Today's headline analysis:

• 51,870 new cases reported in 24-hour period, up from yesterday's 48,553
• 7-day average for new cases increases by 6.2% to 39,714 per day, following 6.5% increase yesterday (and 59th consecutive daily increase)
• 7-day average for new cases is 34.9% higher than one week ago (from 32.6% higher yesterday) and 76.7% higher than two weeks ago (from 79.4% higher yesterday and 127.6% higher 7 days ago)
• 49 new deaths within 28 days of a positive test reported in 24-hour period, down from 63 yesterday
• 7-day average for new deaths within 28 days of a positive test increases by 7.8% to 39.6 per day, following 12.2% increase yesterday (and 14th increase in the past 16 days)
• 7-day average for new deaths within 28 days of a positive test is 57.4% higher than one week ago (from 47.7% higher yesterday) and 125.2% higher than two weeks ago (from 125.4% higher yesterday and 60.0% higher 7 days ago)

Rate of increase in new cases, which had slowed, appears to be accelerating again.
7-day average for deaths is almost four times what it was 28 days ago.
 
I guess we are seeing some of the effect of last weekend starting to come through?

There's still only just over 60% in my borough with any vaccination at all.
 
I wonder if we are running out of adults to give the 1st dose to?

87.6% of the adult population have received it and we're doing 60k a day.

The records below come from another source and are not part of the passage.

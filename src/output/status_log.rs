//! Append-only status log
//!
//! One line per attempted URL:
//!
//! ```text
//! 2024-05-01 12:00:00 SAVED https://example.com/a -> corpus/example.com-a-1a2b3c4d.txt +1834 bytes, total=1834
//! 2024-05-01 12:00:03 ROBOTS-BLOCKED https://example.com/private
//! ```
//!
//! The last line of a run is a summary of the outcome counts.

use crate::output::stats::RunSummary;
use crate::state::{Outcome, OutcomeKind};
use crate::ScrapeError;
use std::collections::BTreeMap;
use std::fs::{self, File, OpenOptions};
use std::io::Write;
use std::path::PathBuf;
use url::Url;

/// Status log file plus per-outcome counters
#[derive(Debug)]
pub struct StatusLog {
    path: PathBuf,
    file: File,
    counts: BTreeMap<OutcomeKind, u64>,
}

impl StatusLog {
    /// Opens `path` for appending, creating parent directories as needed
    ///
    /// # Errors
    ///
    /// Returns `ScrapeError::Write` if the file cannot be opened.
    pub fn open(path: impl Into<PathBuf>) -> Result<Self, ScrapeError> {
        let path = path.into();
        let write_error = |source| ScrapeError::Write {
            path: path.display().to_string(),
            source,
        };

        if let Some(parent) = path.parent().filter(|p| !p.as_os_str().is_empty()) {
            fs::create_dir_all(parent).map_err(write_error)?;
        }

        let file = OpenOptions::new()
            .create(true)
            .append(true)
            .open(&path)
            .map_err(write_error)?;

        Ok(Self {
            path,
            file,
            counts: BTreeMap::new(),
        })
    }

    /// Records the outcome for a URL
    pub fn record(&mut self, url: &Url, outcome: &Outcome) -> Result<(), ScrapeError> {
        let kind = outcome.kind();
        *self.counts.entry(kind).or_default() += 1;

        match kind {
            OutcomeKind::Saved => tracing::info!("{} {}", url, outcome),
            OutcomeKind::HttpStatus | OutcomeKind::NetworkError => {
                tracing::warn!("{} {}", url, outcome)
            }
            _ => tracing::debug!("{} {}", url, outcome),
        }

        let detail = outcome.detail();
        let line = if detail.is_empty() {
            format!("{} {}", kind.label(), url)
        } else {
            format!("{} {} {}", kind.label(), url, detail)
        };
        self.write_line(&line)
    }

    /// Number of URLs recorded with the given outcome
    pub fn count(&self, kind: OutcomeKind) -> u64 {
        self.counts.get(&kind).copied().unwrap_or(0)
    }

    /// Outcome counts in label order
    pub fn counts(&self) -> &BTreeMap<OutcomeKind, u64> {
        &self.counts
    }

    /// Writes the closing summary line
    pub fn finish(&mut self, summary: &RunSummary) -> Result<(), ScrapeError> {
        let line = format!("SUMMARY {}", summary.one_line());
        self.write_line(&line)
    }

    fn write_line(&mut self, line: &str) -> Result<(), ScrapeError> {
        let timestamp = chrono::Local::now().format("%Y-%m-%d %H:%M:%S");
        writeln!(self.file, "{} {}", timestamp, line).map_err(|source| ScrapeError::Write {
            path: self.path.display().to_string(),
            source,
        })
    }
}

Seems to me that 90% is going to be the extent of the take up.
90% is a lot better than I expected.
 
90% or not, the skyrocketing infection numbers are a clear demonstration that we are still a million miles away from any sort of herd immunity.
It appears the vaccination doesn’t offer immunity, so not sure how we even get there. I yet to get convinced you can actually get ‘herd immunity’. We haven’t with the flu have we?
 
As of 9am on 17 July, 5,386,340 people have tested positive for COVID-19 in the UK.

Positive cases were 54,674 (32,367 on corresponding day last week).

41 deaths were reported today (34 on corresponding day last week).

152,856 deaths with Covid-19 on the death certificate (up to 2 July).

46,227,101 have had a first dose vaccination. 67,956 first dose vaccinations yesterday. 35,732,927 have had a second dose. 188,976 second dose vaccinations today.
 
As of 9am on 18 July, 5,433,939 people have tested positive for COVID-19 in the UK.

Positive cases were 48,161 (31,772 on corresponding day last week).

25 deaths were reported today (26 on corresponding day last week).

152,856 deaths with Covid-19 on the death certificate (up to 2 July).

46,295,853 have had a first dose vaccination. 67,217 first dose vaccinations yesterday. 35,970,849 have had a second dose. 225,214 second dose vaccinations today.